//! Data model
//!
//! The typed records that flow through the pipeline: raw messages and the
//! window log, the per-group cursor, MemCells and their derived index
//! records, user profiles, and conversation metadata.

mod memcell;
mod message;
mod meta;
mod profile;
mod record;
mod status;

pub use memcell::{EventLog, EventType, MemCell, MemoryNode, SemanticMemory};
pub use message::{RawMessage, Role, SyncStatus, WindowEntry};
pub use meta::{ConversationMeta, Scene};
pub use profile::{
    aggregate_importance, ClusterState, ImportanceEvidence, ProfileItem, UserProfile,
};
pub use record::{child_record_id, parse_child_record_id, EpisodicRecord, RecordKind};
pub use status::ConversationStatus;

/// Magic filter value meaning "do not filter on this field"
pub const MAGIC_ALL: &str = "__all__";

/// Hard cap applied to every fetch/range limit before it reaches an adapter
pub const MAX_FETCH_LIMIT: usize = 500;
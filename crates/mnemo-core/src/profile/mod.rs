//! Profile manager
//!
//! Runs after a MemCell is emitted, still under the group lock. Assigns the
//! new episode to a topical cluster (cosine similarity over running
//! centroids), gathers the cluster's recent episodes as context, and folds
//! the episode into each participant's profile through the operations-based
//! extractor.

use std::sync::Arc;
use tracing::{debug, warn};

use crate::error::Result;
use crate::extract::{EpisodeDigest, ProfileLifeExtractor};
use crate::memory::{ClusterState, MemCell};
use crate::storage::DocumentStore;

/// Minimum cosine similarity to join an existing cluster
pub const DEFAULT_CLUSTER_THRESHOLD: f32 = 0.60;

/// How many recent cluster episodes are given to the extractor as context
pub const DEFAULT_CLUSTER_CONTEXT: usize = 5;

// ============================================================================
// PROFILE MANAGER
// ============================================================================

/// Incremental per-user profile updates with episode clustering
pub struct ProfileManager {
    store: Arc<DocumentStore>,
    extractor: ProfileLifeExtractor,
    cluster_threshold: f32,
    cluster_context: usize,
}

impl ProfileManager {
    /// Build a manager with default clustering parameters
    pub fn new(store: Arc<DocumentStore>, extractor: ProfileLifeExtractor) -> Self {
        Self {
            store,
            extractor,
            cluster_threshold: DEFAULT_CLUSTER_THRESHOLD,
            cluster_context: DEFAULT_CLUSTER_CONTEXT,
        }
    }

    /// Fold an emitted MemCell into the profiles of its participants.
    ///
    /// Caller holds the group lock; cluster state is persisted atomically
    /// per group before the per-user extraction starts.
    pub async fn update_for_memcell(&self, cell: &MemCell) -> Result<()> {
        let group_id = cell.group_id.as_deref().unwrap_or("");

        let mut state = self
            .store
            .get_cluster_state(group_id)?
            .unwrap_or_default();
        let cluster = self.assign_cluster(&mut state, cell);
        self.store.put_cluster_state(group_id, &state)?;

        let context = self.cluster_context_digests(&state, cluster, &cell.event_id)?;
        let new_episode = EpisodeDigest::from_memcell(cell);

        for user_id in &cell.participants {
            let old_profile = self.store.get_profile(user_id)?;
            if old_profile
                .as_ref()
                .is_some_and(|p| p.has_processed(&cell.event_id))
            {
                continue;
            }
            let profile = self
                .extractor
                .extract(user_id, cell.group_id.as_deref(), old_profile, &context, &new_episode)
                .await;
            self.store.put_profile(&profile)?;
        }
        Ok(())
    }

    /// Assign the episode to the nearest cluster or open a new one
    fn assign_cluster(&self, state: &mut ClusterState, cell: &MemCell) -> u32 {
        let embedding = cell.episode_embedding();

        let chosen = match &embedding {
            Some(vector) => {
                let mut best: Option<(u32, f32)> = None;
                for (cluster, centroid) in &state.cluster_centroids {
                    let similarity = cosine_similarity(vector, centroid);
                    if similarity >= self.cluster_threshold
                        && best.is_none_or(|(_, s)| similarity > s)
                    {
                        best = Some((*cluster, similarity));
                    }
                }
                best.map(|(cluster, _)| cluster)
            }
            None => None,
        };

        let cluster = chosen.unwrap_or_else(|| {
            let cluster = state.next_cluster_idx;
            state.next_cluster_idx += 1;
            cluster
        });

        state.event_ids.push(cell.event_id.clone());
        state.timestamps.push(cell.timestamp);
        state.cluster_ids.push(cluster);
        state
            .eventid_to_cluster
            .insert(cell.event_id.clone(), cluster);
        let count = state.cluster_counts.entry(cluster).or_insert(0);

        if let Some(vector) = &embedding {
            match state.cluster_centroids.get_mut(&cluster) {
                Some(centroid) if centroid.len() == vector.len() => {
                    // running mean over the cluster members
                    let n = *count as f32;
                    for (c, v) in centroid.iter_mut().zip(vector) {
                        *c = (*c * n + v) / (n + 1.0);
                    }
                }
                _ => {
                    state.cluster_centroids.insert(cluster, vector.clone());
                }
            }
        }
        *count += 1;
        state.cluster_last_ts.insert(cluster, cell.timestamp);

        debug!("Episode {} assigned to cluster {cluster}", cell.event_id);
        cluster
    }

    /// Most recent cluster members as digests, the new episode excluded
    fn cluster_context_digests(
        &self,
        state: &ClusterState,
        cluster: u32,
        exclude_event_id: &str,
    ) -> Result<Vec<EpisodeDigest>> {
        let member_ids: Vec<&str> = state
            .members_of(cluster)
            .into_iter()
            .filter(|id| *id != exclude_event_id)
            .collect();
        let recent = member_ids
            .iter()
            .rev()
            .take(self.cluster_context)
            .rev();

        let mut digests = Vec::new();
        for event_id in recent {
            match self.store.get_memcell(event_id)? {
                Some(cell) => digests.push(EpisodeDigest::from_memcell(&cell)),
                None => warn!("Cluster member {event_id} not found in the document store"),
            }
        }
        Ok(digests)
    }
}

/// Cosine similarity between two vectors
pub fn cosine_similarity(a: &[f32], b: &[f32]) -> f32 {
    if a.len() != b.len() {
        return 0.0;
    }
    let mut dot = 0.0_f32;
    let mut norm_a = 0.0_f32;
    let mut norm_b = 0.0_f32;
    for (x, y) in a.iter().zip(b.iter()) {
        dot += x * y;
        norm_a += x * x;
        norm_b += y * y;
    }
    let denominator = (norm_a * norm_b).sqrt();
    if denominator > 0.0 { dot / denominator } else { 0.0 }
}

// ============================================================================
// TESTS
// ============================================================================

#[cfg(test)]
mod tests {
    use super::*;
    use crate::providers::{ChatModel, ProviderError, ProviderResult};
    use async_trait::async_trait;
    use chrono::Utc;
    use tempfile::TempDir;

    struct SilentChat;

    #[async_trait]
    impl ChatModel for SilentChat {
        async fn generate(&self, _prompt: &str) -> ProviderResult<String> {
            Err(ProviderError::Timeout)
        }
    }

    fn manager() -> (ProfileManager, TempDir) {
        let dir = TempDir::new().unwrap();
        let store = Arc::new(DocumentStore::open(Some(dir.path().join("p.db"))).unwrap());
        let extractor = ProfileLifeExtractor::new(Arc::new(SilentChat));
        (ProfileManager::new(store, extractor), dir)
    }

    fn cell_with_embedding(seed: f32) -> MemCell {
        let mut cell = MemCell::new("u1", Some("g1".into()), vec!["u1".into()], Utc::now(), "ep");
        let vector: Vec<f32> = (0..8).map(|i| ((i as f32 + seed) / 8.0).sin()).collect();
        cell.set_episode_embedding(&vector);
        cell
    }

    #[test]
    fn test_cosine_similarity_bounds() {
        let a = vec![1.0, 0.0];
        assert!((cosine_similarity(&a, &a) - 1.0).abs() < 1e-6);
        assert!(cosine_similarity(&a, &[0.0, 1.0]).abs() < 1e-6);
        assert_eq!(cosine_similarity(&a, &[1.0]), 0.0);
    }

    #[test]
    fn test_similar_episodes_share_a_cluster() {
        let (manager, _dir) = manager();
        let mut state = ClusterState::default();

        let first = cell_with_embedding(1.0);
        let near = cell_with_embedding(1.001);
        let far = {
            let mut c = cell_with_embedding(0.0);
            c.set_episode_embedding(&[-1.0, 1.0, -1.0, 1.0, -1.0, 1.0, -1.0, 1.0]);
            c
        };

        let c1 = manager.assign_cluster(&mut state, &first);
        let c2 = manager.assign_cluster(&mut state, &near);
        let c3 = manager.assign_cluster(&mut state, &far);

        assert_eq!(c1, c2);
        assert_ne!(c1, c3);
        assert_eq!(state.cluster_counts[&c1], 2);
        assert_eq!(state.event_ids.len(), 3);
    }

    #[test]
    fn test_missing_embedding_opens_new_cluster() {
        let (manager, _dir) = manager();
        let mut state = ClusterState::default();
        let cell = MemCell::new("u1", Some("g1".into()), vec![], Utc::now(), "ep");
        let cluster = manager.assign_cluster(&mut state, &cell);
        assert_eq!(cluster, 0);
        assert_eq!(state.next_cluster_idx, 1);
        assert!(state.cluster_centroids.is_empty());
    }

    #[tokio::test]
    async fn test_update_persists_cluster_state_and_profiles() {
        let (manager, _dir) = manager();
        let cell = cell_with_embedding(2.0);
        manager.update_for_memcell(&cell).await.unwrap();

        let state = manager.store.get_cluster_state("g1").unwrap().unwrap();
        assert_eq!(state.event_ids, vec![cell.event_id.clone()]);

        // extractor oracle fails, but the profile is still persisted with
        // the episode marked processed
        let profile = manager.store.get_profile("u1").unwrap().unwrap();
        assert!(profile.has_processed(&cell.event_id));
    }
}
impl VectorIndex {
    /// Create an in-memory index with default configuration
    pub fn new() -> Result<Self> {
        Self::with_config(VectorIndexConfig::default())
    }

    /// Create an in-memory index with custom configuration
    pub fn with_config(config: VectorIndexConfig) -> Result<Self> {
        let options = IndexOptions {
            dimensions: config.dimensions,
            metric: MetricKind::Cos,
            quantization: ScalarKind::F32,
            connectivity: config.connectivity,
            expansion_add: config.expansion_add,
            expansion_search: config.expansion_search,
            multi: false,
        };
        let index =
            Index::new(&options).map_err(|e| VectorIndexError::IndexCreation(e.to_string()))?;
        Ok(Self {
            index,
            config,
            entries: HashMap::new(),
            id_to_key: HashMap::new(),
            next_id: 0,
            persist_path: None,
        })
    }

    /// Persist the index (and its scalar sidecar) under this path on `flush`
    pub fn with_persistence(mut self, path: PathBuf) -> Self {
        self.persist_path = Some(path);
        self
    }

    /// Number of vectors in the index
    pub fn len(&self) -> usize {
        self.entries.len()
    }

    /// Whether the index is empty
    pub fn is_empty(&self) -> bool {
        self.entries.is_empty()
    }

    /// Configured dimensions
    pub fn dimensions(&self) -> usize {
        self.config.dimensions
    }

    fn reserve(&self, capacity: usize) -> Result<()> {
        self.index
            .reserve(capacity)
            .map_err(|e| VectorIndexError::IndexCreation(format!("Failed to reserve capacity: {e}")))
    }

    /// Insert (or replace) one record with its embedding.
    ///
    /// USearch has no in-place update: an existing key is removed and
    /// re-added under the same internal id.
    pub fn insert(&mut self, record: &EpisodicRecord) -> Result<()> {
        if record.vector.len() != self.config.dimensions {
            return Err(VectorIndexError::InvalidDimensions(
                self.config.dimensions,
                record.vector.len(),
            ));
        }

        let entry = VectorEntry::from_record(record);

        if let Some((existing_id, _)) = self.entries.get(&record.record_id) {
            let existing_id = *existing_id;
            self.index
                .remove(existing_id)
                .map_err(|e| VectorIndexError::IndexAdd(e.to_string()))?;
            self.reserve(self.index.size() + 1)?;
            self.index
                .add(existing_id, &record.vector)
                .map_err(|e| VectorIndexError::IndexAdd(e.to_string()))?;
            self.entries.insert(record.record_id.clone(), (existing_id, entry));
            return Ok(());
        }

        // usearch requires reserve() before add() once capacity is exhausted
        let capacity = self.index.capacity();
        if self.index.size() >= capacity {
            self.reserve(std::cmp::max(capacity * 2, 16))?;
        }

        let id = self.next_id;
        self.next_id += 1;
        self.index
            .add(id, &record.vector)
            .map_err(|e| VectorIndexError::IndexAdd(e.to_string()))?;
        self.id_to_key.insert(id, record.record_id.clone());
        self.entries.insert(record.record_id.clone(), (id, entry));
        Ok(())
    }

    /// Whether a record id is present
    pub fn contains(&self, record_id: &str) -> bool {
        self.entries.contains_key(record_id)
    }

    /// ANN search with scalar filters and a similarity floor.
    ///
    /// `radius` is the minimum cosine similarity a hit must reach (0.0
    /// disables the floor). Over-fetches from the ANN layer, filters, then
    /// truncates to `k`.
    pub fn vector_search(
        &self,
        query: &[f32],
        filter: &ScopeFilter,
        k: usize,
        radius: f32,
    ) -> Result<Vec<VectorHit>> {
        if query.len() != self.config.dimensions {
            return Err(VectorIndexError::InvalidDimensions(
                self.config.dimensions,
                query.len(),
            ));
        }
        if self.is_empty() || k == 0 {
            return Ok(vec![]);
        }

        let fetch = (k * FILTER_OVERFETCH).min(self.len()).max(k);
        let results = self
            .index
            .search(query, fetch)
            .map_err(|e| VectorIndexError::IndexSearch(e.to_string()))?;

        let mut hits = Vec::new();
        for (internal_id, distance) in results.keys.iter().zip(results.distances.iter()) {
            let Some(record_id) = self.id_to_key.get(internal_id) else {
                continue;
            };
            let Some((_, entry)) = self.entries.get(record_id) else {
                continue;
            };
            // cosine distance → similarity
            let score = 1.0 - distance;
            if score < radius {
                continue;
            }
            if !filter.matches(&entry.user_id, entry.group_id.as_deref(), entry.timestamp_ms) {
                continue;
            }
            hits.push(VectorHit {
                entry: entry.clone(),
                score,
            });
            if hits.len() >= k {
                break;
            }
        }
        Ok(hits)
    }

    /// Remove every record derived from a parent MemCell
    pub fn remove_by_parent(&mut self, parent_event_id: &str) -> Result<usize> {
        let keys: Vec<String> = self
            .entries
            .iter()
            .filter(|(_, (_, entry))| entry.parent_event_id == parent_event_id)
            .map(|(key, _)| key.clone())
            .collect();
        for key in &keys {
            if let Some((id, _)) = self.entries.remove(key) {
                self.id_to_key.remove(&id);
                self.index
                    .remove(id)
                    .map_err(|e| VectorIndexError::IndexAdd(e.to_string()))?;
            }
        }
        Ok(keys.len())
    }

    /// Persist the index and its sidecar if a path was configured.
    ///
    /// Idempotent; a no-op for in-memory indexes.
    pub fn flush(&self) -> Result<()> {
        let Some(path) = &self.persist_path else {
            return Ok(());
        };
        let path_str = path
            .to_str()
            .ok_or_else(|| VectorIndexError::IndexPersistence("Invalid path".to_string()))?;
        self.index
            .save(path_str)
            .map_err(|e| VectorIndexError::IndexPersistence(e.to_string()))?;

        let sidecar = serde_json::json!({
            "next_id": self.next_id,
            "entries": self.entries,
        });
        let sidecar_path = path.with_extension("scalars.json");
        std::fs::write(
            &sidecar_path,
            serde_json::to_string(&sidecar)
                .map_err(|e| VectorIndexError::IndexPersistence(e.to_string()))?,
        )
        .map_err(|e| VectorIndexError::IndexPersistence(e.to_string()))?;
        Ok(())
    }

    /// Load a persisted index (and sidecar) from disk
    pub fn load(path: &Path, config: VectorIndexConfig) -> Result<Self> {
        let options = IndexOptions {
            dimensions: config.dimensions,
            metric: MetricKind::Cos,
            quantization: ScalarKind::F32,
            connectivity: config.connectivity,
            expansion_add: config.expansion_add,
            expansion_search: config.expansion_search,
            multi: false,
        };
        let index =
            Index::new(&options).map_err(|e| VectorIndexError::IndexCreation(e.to_string()))?;
        let path_str = path
            .to_str()
            .ok_or_else(|| VectorIndexError::IndexPersistence("Invalid path".to_string()))?;
        index
            .load(path_str)
            .map_err(|e| VectorIndexError::IndexPersistence(e.to_string()))?;

        let sidecar_path = path.with_extension("scalars.json");
        let sidecar_str = std::fs::read_to_string(&sidecar_path)
            .map_err(|e| VectorIndexError::IndexPersistence(e.to_string()))?;
        let sidecar: serde_json::Value = serde_json::from_str(&sidecar_str)
            .map_err(|e| VectorIndexError::IndexPersistence(e.to_string()))?;
        let entries: HashMap<String, (u64, VectorEntry)> =
            serde_json::from_value(sidecar["entries"].clone())
                .map_err(|e| VectorIndexError::IndexPersistence(e.to_string()))?;
        let next_id = sidecar["next_id"].as_u64().unwrap_or(0);
        let id_to_key = entries
            .iter()
            .map(|(key, (id, _))| (*id, key.clone()))
            .collect();

        Ok(Self {
            index,
            config,
            entries,
            id_to_key,
            next_id,
            persist_path: Some(path.to_path_buf()),
        })
    }
}
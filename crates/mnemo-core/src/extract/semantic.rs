//! Semantic memory extraction
//!
//! Distills an emitted MemCell into zero or more durable, optionally dated
//! facts, then embeds each fact's content. Embedding runs in batches under a
//! semaphore so a burst of extractions cannot exceed the provider's QPS.

use chrono::{DateTime, NaiveDate, Utc};
use serde::Deserialize;
use std::sync::Arc;
use tokio::sync::Semaphore;
use tracing::warn;

use crate::memory::{MemCell, SemanticMemory};
use crate::providers::{ChatModel, EmbedOptions, Vectorizer};

use super::parse_json_block;

/// Default concurrent embedding batches
pub const DEFAULT_BATCH_CONCURRENCY: usize = 10;

/// Texts per embedding batch
const EMBED_BATCH_SIZE: usize = 16;

// ============================================================================
// WIRE TYPES
// ============================================================================

/// One fact as the LLM reports it (dates arrive as `YYYY-MM-DD` strings)
#[derive(Debug, Deserialize)]
struct RawFact {
    #[serde(default)]
    content: String,
    #[serde(default)]
    start_time: Option<String>,
    #[serde(default)]
    end_time: Option<String>,
    #[serde(default)]
    duration_days: Option<i64>,
    #[serde(default)]
    evidence: Option<String>,
}

// ============================================================================
// EXTRACTOR
// ============================================================================

/// MemCell → semantic memories
pub struct SemanticExtractor {
    chat: Arc<dyn ChatModel>,
    vectorizer: Arc<dyn Vectorizer>,
    batch_semaphore: Arc<Semaphore>,
}

impl SemanticExtractor {
    /// Build an extractor over a chat model and an embedding service
    pub fn new(chat: Arc<dyn ChatModel>, vectorizer: Arc<dyn Vectorizer>) -> Self {
        Self {
            chat,
            vectorizer,
            batch_semaphore: Arc::new(Semaphore::new(DEFAULT_BATCH_CONCURRENCY)),
        }
    }

    /// Extract and embed semantic memories for a cell.
    ///
    /// Oracle failures yield an empty list; embedding failures leave the
    /// affected items without vectors (the sync service skips their vector
    /// writes). The parent cell is never blocked by this extractor.
    pub async fn extract(&self, cell: &MemCell) -> Vec<SemanticMemory> {
        let prompt = self.prompt(cell);
        let response = match self.chat.generate(&prompt).await {
            Ok(text) => text,
            Err(e) => {
                warn!("Semantic extraction failed for {}: {e}", cell.event_id);
                return vec![];
            }
        };

        let Some(raw_facts) = parse_json_block::<Vec<RawFact>>(&response) else {
            warn!("Semantic extraction returned unparseable output for {}", cell.event_id);
            return vec![];
        };

        let mut memories: Vec<SemanticMemory> = raw_facts
            .into_iter()
            .filter(|fact| !fact.content.trim().is_empty())
            .map(|fact| SemanticMemory {
                content: fact.content,
                start_time: fact.start_time.as_deref().and_then(parse_day_start),
                end_time: fact.end_time.as_deref().and_then(parse_day_end),
                duration_days: fact.duration_days,
                source_episode_id: Some(cell.event_id.clone()),
                evidence: fact.evidence,
                embedding: vec![],
            })
            .collect();

        if memories.is_empty() {
            return memories;
        }

        let contents: Vec<String> = memories.iter().map(|m| m.content.clone()).collect();
        match self.embed_all(&contents).await {
            Ok(vectors) => {
                for (memory, vector) in memories.iter_mut().zip(vectors) {
                    memory.embedding = vector;
                }
            }
            Err(e) => {
                warn!("Semantic embedding failed for {}: {e}", cell.event_id);
            }
        }
        memories
    }

    /// Embed contents in parallel batches under the semaphore
    async fn embed_all(
        &self,
        contents: &[String],
    ) -> Result<Vec<Vec<f32>>, crate::providers::ProviderError> {
        let futures = contents.chunks(EMBED_BATCH_SIZE).map(|chunk| {
            let semaphore = Arc::clone(&self.batch_semaphore);
            let vectorizer = Arc::clone(&self.vectorizer);
            let chunk = chunk.to_vec();
            async move {
                let _permit = semaphore.acquire().await;
                vectorizer.embed_batch(&chunk, &EmbedOptions::document()).await
            }
        });
        let batches = futures::future::join_all(futures).await;
        let mut all = Vec::with_capacity(contents.len());
        for batch in batches {
            all.extend(batch?);
        }
        Ok(all)
    }

    fn prompt(&self, cell: &MemCell) -> String {
        let transcript: String = cell
            .original_data
            .iter()
            .map(|m| format!("{}: {}\n", m.sender, m.content))
            .collect();
        format!(
            "Extract durable facts about the participants from this episode. \
             A fact is something worth remembering weeks later (preferences, plans, \
             relationships, life events). Skip small talk.\n\
             Episode summary: {}\n\
             Messages:\n{transcript}\n\
             Answer with a JSON array (possibly empty):\n\
             [{{\"content\": \"...\", \"start_time\": \"YYYY-MM-DD\" or null, \
             \"end_time\": \"YYYY-MM-DD\" or null, \"duration_days\": int or null, \
             \"evidence\": \"short quote\"}}]",
            cell.episode
        )
    }
}

/// Parse a date string as the start of that day (UTC)
fn parse_day_start(s: &str) -> Option<DateTime<Utc>> {
    let date = NaiveDate::parse_from_str(s, "%Y-%m-%d").ok()?;
    Some(date.and_hms_opt(0, 0, 0)?.and_utc())
}

/// Parse a date string as the end of that day (UTC)
fn parse_day_end(s: &str) -> Option<DateTime<Utc>> {
    let date = NaiveDate::parse_from_str(s, "%Y-%m-%d").ok()?;
    Some(date.and_hms_opt(23, 59, 59)?.and_utc())
}

// ============================================================================
// TESTS
// ============================================================================
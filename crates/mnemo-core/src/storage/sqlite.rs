//! SQLite Document Store
//!
//! Typed CRUD over every persisted document: the window log, the per-group
//! cursor, MemCells, flattened episodic records, profiles, cluster state,
//! conversation metadata, importance evidence and request logs.
//!
//! Uses separate reader/writer connections for interior mutability. All
//! methods take `&self`, making the store `Send + Sync` so the service layer
//! can hold `Arc<DocumentStore>`.

use chrono::{DateTime, Utc};
use directories::ProjectDirs;
use rusqlite::{Connection, OptionalExtension, params};
use std::path::{Path, PathBuf};
use std::sync::Mutex;

use crate::filter::ScopeFilter;
use crate::memory::{
    ConversationMeta, ConversationStatus, ImportanceEvidence, MemCell, RawMessage, Role,
    SyncStatus, UserProfile, WindowEntry, ClusterState, EpisodicRecord, MAX_FETCH_LIMIT,
};

// ============================================================================
// ERROR TYPES
// ============================================================================

/// Storage error type
#[non_exhaustive]
#[derive(Debug, thiserror::Error)]
pub enum StorageError {
    /// Database error
    #[error("Database error: {0}")]
    Database(#[from] rusqlite::Error),
    /// Document (de)serialization error
    #[error("Serialization error: {0}")]
    Serialization(#[from] serde_json::Error),
    /// Document not found
    #[error("Not found: {0}")]
    NotFound(String),
    /// IO error
    #[error("IO error: {0}")]
    Io(#[from] std::io::Error),
    /// Initialization error
    #[error("Initialization error: {0}")]
    Init(String),
}

/// Storage result type
pub type Result<T> = std::result::Result<T, StorageError>;

// ============================================================================
// SORTING
// ============================================================================

/// Sort order for paged queries
#[derive(Debug, Clone, Copy, PartialEq, Eq, Default)]
pub enum SortOrder {
    /// Newest first
    #[default]
    Desc,
    /// Oldest first
    Asc,
}

impl SortOrder {
    fn sql(&self) -> &'static str {
        match self {
            SortOrder::Desc => "DESC",
            SortOrder::Asc => "ASC",
        }
    }

    /// Parse from the wire value; unknown strings fall back to descending
    pub fn parse_name(s: &str) -> Self {
        match s {
            "asc" => SortOrder::Asc,
            _ => SortOrder::Desc,
        }
    }
}

// ============================================================================
// DOCUMENT STORE
// ============================================================================

/// SQLite-backed document store
pub struct DocumentStore {
    writer: Mutex<Connection>,
    reader: Mutex<Connection>,
    db_path: PathBuf,
}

### Task
Copy each line of the listing that contains "Role".

### Answer box
pub use message::{RawMessage, Role, SyncStatus, WindowEntry};
    ConversationMeta, ConversationStatus, ImportanceEvidence, MemCell, RawMessage, Role,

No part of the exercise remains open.